Areca Roe’s love of animals often influenced her photography. Early on, she created images in a zoo but felt the human-animal relationship there was too one-sided and forced. That work lead into a series about pets and then further narrowed to work about pets that were a bit more out of the ordinary.

She wanted to create photographs that highlighted the contradiction between the wildness of the pets—including turtles, snakes, lizards, and pigs—and the domestic environments in which they lived with their owners. She calls the series “Housebroken” and has been working on it on and off for three years.
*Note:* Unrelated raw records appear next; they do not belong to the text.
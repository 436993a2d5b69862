//! Transport Coordinator
//!
//! Ties presence, the three delivery tiers and inbound dispatch together.
//!
//! ## Send path
//!
//! Tiers are tried in order and the first success wins:
//!
//! ```text
//! send(peer, ciphertext)
//!   │
//!   ├─ presence online? ──▶ TCP direct to each advertised address ──▶ Direct
//!   │
//!   ├─ online or ICE already up? ──▶ ICE (STUN, then TURN) ──────────▶ NatTraversal
//!   │
//!   └─ offline queue on? ──▶ Spillway enqueue(next seq) ─────────────▶ QueuedOffline
//! ```
//!
//! Intermediate tier failures are logged at debug level and never surfaced;
//! the caller only sees the final outcome.
//!
//! ## Receive path
//!
//! TCP handlers, ICE pumps and outbox polling all feed one channel drained
//! by a single dispatcher task, which calls the [`MessageHandler`].

mod dispatcher;
mod message;
mod stats;

pub use dispatcher::{FnHandler, MessageHandler, PeerStateChange};
pub use message::{
    inbound_channel, DeliveryPath, InboundMessage, InboundReceiver, InboundSender,
    INBOUND_CHANNEL_CAPACITY,
};
pub use stats::{StatsSnapshot, TransportStats};

use std::collections::HashMap;
use std::net::{IpAddr, Ipv4Addr, SocketAddr, UdpSocket};
use std::sync::{Arc, Weak};
use std::time::Duration;

use bytes::Bytes;
use futures::future::join_all;
use parking_lot::Mutex;
use tracing::{debug, info, warn};

use crate::clock::SharedClock;
use crate::config::TransportConfig;
use crate::dht::{Dht, RecordStore};
use crate::error::{CourierError, CourierResult, ErrorKind};
use crate::ice::{
    IceManager, IceSignaling, TurnClient, TurnIssuer, MAX_ICE_MESSAGE, TURN_REQUEST_MAX_AGE_SECS,
};
use crate::identity::{Fingerprint, Signer, Verifier};
use crate::outbox::Spillway;
use crate::presence::{PeerInfo, PresenceService};
use crate::storage::Storage;
use crate::tasks::BackgroundTasks;
use crate::tcp::{TcpTransport, MAX_FRAME_SIZE};
use dispatcher::{Dispatcher, StateSender};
“It just looks so strange to plop a lizard onto a couch, or a parrot in a car,” she wrote. “What do they make of this environment?”

Roe found all of her subjects around Minnesota and Wisconsin, within a few hours of her home, and contacted most of them through social media. She also found reptile owners through the Minnesota Herpetological Society, a group of avid lizard and amphibian lovers.

Finnian.

Areca Roe

Tumnus.

Areca Roe

Since many of the animals roam around the homes, Roe didn’t have to worry about photographing them in cages. She spent a lot of time trying to find interesting textures and colors to use as backgrounds. When a chicken named Blue wandered onto a couch that was the same color as her feathers, Roe was struck by the beauty she said is “simultaneously harmonious and discordant”; it became a theme of the work. She also listened to suggestions about where to shoot from the pet owners, one of whom gave her the idea of photographing a python around a punching bag; another places her finches in a clear plastic pitcher when she cleans their cage, so Roe tried it in the shot.

Ally.

Areca Roe

Finches, pitcher.

Areca Roe

The images were created with a medium-format film camera. Because many of the interiors were dark, Roe brought along her own lights that served a dual purpose by also stopping the motion of the sometimes fleet-footed animals.

“The chinchilla and ferrets wouldn’t sit still for more than a second!” she wrote.

Roe said that her decision to name the series “Housebroken” is symbolic for a number of reasons.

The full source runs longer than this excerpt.